Over the years, Cork Race Course has continued to grow and prosper. Its racing calendar has accrued some important events, both on the flat and over jumps. One particular incident that is often recounted occurred in March 1983. Due to a technical problem, a private jet had to make an emergency landing on a grassy area of the racecourse. Later on, the owners of the plane had to get special permission and pay for a tarmac runway to be laid on site to enable the plane to take off. The runway was never removed and to this day it is used as a parking area. Cork Racecourse hosts the popular three-day Easter Festival in March-April with Easter Sunday traditionally nominated as Ladies Day. November’s Cork National is another highly anticipated event. Other important meets include the Cork’s RedFM Student Race Day in March, Friday Evening Races in May, Father’s Day meet in June and BBQ Night in July. The racing calendar ends with the Hilly Way Chase in December.

Cork Racecourse offers five bars, three of which can be found in the Grand Stand with another two located in the new Pavilion Stand. There is fine-dining restaurant, while another eatery serves hot roast beef. In addition, there is a selection of snack stalls and fast food outlets.

Tickets start from £15 for adults, while children under 14 years of age can enter free of charge providing that they are accompanied by an adult. There are various packages available. Cork Racecourse has a smart-casual dress code.
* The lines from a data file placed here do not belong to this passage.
//! Shared harness: spins up an isolated `socketley`/`socketleyd` pair
//! (own state dir, own control socket) so specs never collide with
//! each other or a real system daemon, and drives them only through
//! the CLI the way an operator would.

use std::io::{Read, Write};
use std::net::TcpStream;
use std::path::{Path, PathBuf};
use std::process::Output;
use std::time::{Duration, Instant};

use assert_cmd::Command;

pub const SPEC_WAIT_MAX_MS: u64 = 5_000;

pub struct Harness {
    dir: tempfile::TempDir,
}

impl Harness {
    pub fn new() -> Self {
        Self { dir: tempfile::tempdir().expect("tempdir") }
    }

    pub fn state_dir(&self) -> &Path {
        self.dir.path()
    }

    pub fn socket_path(&self) -> PathBuf {
        self.dir.path().join("daemon.sock")
    }

    /// A `socketley` invocation pre-wired to this harness's daemon;
    /// the first subcommand run auto-starts `socketleyd` (fork +
    /// setsid + exec, polled for up to 1s).
    pub fn cli(&self) -> Command {
        let mut cmd = Command::cargo_bin("socketley").expect("socketley binary built by the workspace");
        cmd.env("SOCKETLEY_STATE_DIR", self.state_dir());
        cmd.env("SOCKETLEY_SOCKET_PATH", self.socket_path());
        cmd
    }
}

impl Drop for Harness {
    fn drop(&mut self) {
        let _ = self.cli().args(["daemon", "stop"]).output();
    }
}

pub struct Captured {
    output: Output,
}

impl Captured {
    pub fn stdout(&self) -> String {
        String::from_utf8_lossy(&self.output.stdout).into_owned()
    }

    pub fn stderr(&self) -> String {
        String::from_utf8_lossy(&self.output.stderr).into_owned()
    }

    pub fn stdout_has(self, needle: &str) -> Self {
        assert!(self.stdout().contains(needle), "expected stdout to contain {needle:?}, got: {:?}", self.stdout());
        self
    }

    pub fn stderr_has(self, needle: &str) -> Self {
        assert!(self.stderr().contains(needle), "expected stderr to contain {needle:?}, got: {:?}", self.stderr());
        self
    }
}

pub trait CommandExt {
    fn passes(&mut self) -> Captured;
    fn fails(&mut self) -> Captured;
}

impl CommandExt for Command {
    fn passes(&mut self) -> Captured {
        let output = self.output().expect("command should spawn");
        assert!(output.status.success(), "expected success, stderr: {}", String::from_utf8_lossy(&output.stderr));
        Captured { output }
    }

    fn fails(&mut self) -> Captured {
        let output = self.output().expect("command should spawn");
        assert!(!output.status.success(), "expected failure, stdout: {}", String::from_utf8_lossy(&output.stdout));
        Captured { output }
    }
}

/// Poll `cond` until it's true or `max_ms` elapses.
pub fn wait_for(max_ms: u64, mut cond: impl FnMut() -> bool) -> bool {
    let deadline = Instant::now() + Duration::from_millis(max_ms);
    loop {
        if cond() {
            return true;
        }
        if Instant::now() >= deadline {
            return false;
        }
        std::thread::sleep(Duration::from_millis(25));
    }
}

/// Connect to `127.0.0.1:port` with a short retry loop — the runtime
/// may not have its listener armed the instant `start` returns.
pub fn connect_with_retry(port: u16, max_ms: u64) -> TcpStream {
    let deadline = Instant::now() + Duration::from_millis(max_ms);
    loop {
        match TcpStream::connect(("127.0.0.1", port)) {
            Ok(s) => return s,
            Err(e) if Instant::now() < deadline => {
                let _ = e;
                std::thread::sleep(Duration::from_millis(25));
            }
            Err(e) => panic!("could not connect to 127.0.0.1:{port}: {e}"),
        }
    }
}

/// Send `bytes`, then read up to `len` bytes back with a deadline.
pub fn send_and_read(stream: &mut TcpStream, bytes: &[u8], len: usize, max_ms: u64) -> Vec<u8> {
    stream.set_read_timeout(Some(Duration::from_millis(max_ms))).expect("set_read_timeout");
    stream.write_all(bytes).expect("write");
    let mut buf = vec![0u8; len];
    let mut read = 0;
    while read < len {
        match stream.read(&mut buf[read..]) {
            Ok(0) => break,
            Ok(n) => read += n,
            Err(e) => panic!("read failed after {read} bytes: {e}"),
        }
    }
    buf.truncate(read);
    buf
}

/// A free TCP port, found by binding to port 0 and releasing it
/// immediately — racy in theory, fine for a test harness that only
/// runs one daemon at a time per port.
pub fn free_port() -> u16 {
    let listener = std::net::TcpListener::bind(("127.0.0.1", 0)).expect("bind ephemeral port");
    listener.local_addr().expect("local_addr").port()
}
The nearby historical market town of Buttevant is recommended for those who are interested in horse racing. A re-enactment of the original steeplechase meet took place in 2002, and a bronze monument in reference to O’Callaghan and Blake was erected in their honour. Buttevant is renowned for having a strong following of jump racing enthusiasts and the county has produced some of the best jump hoses in the world.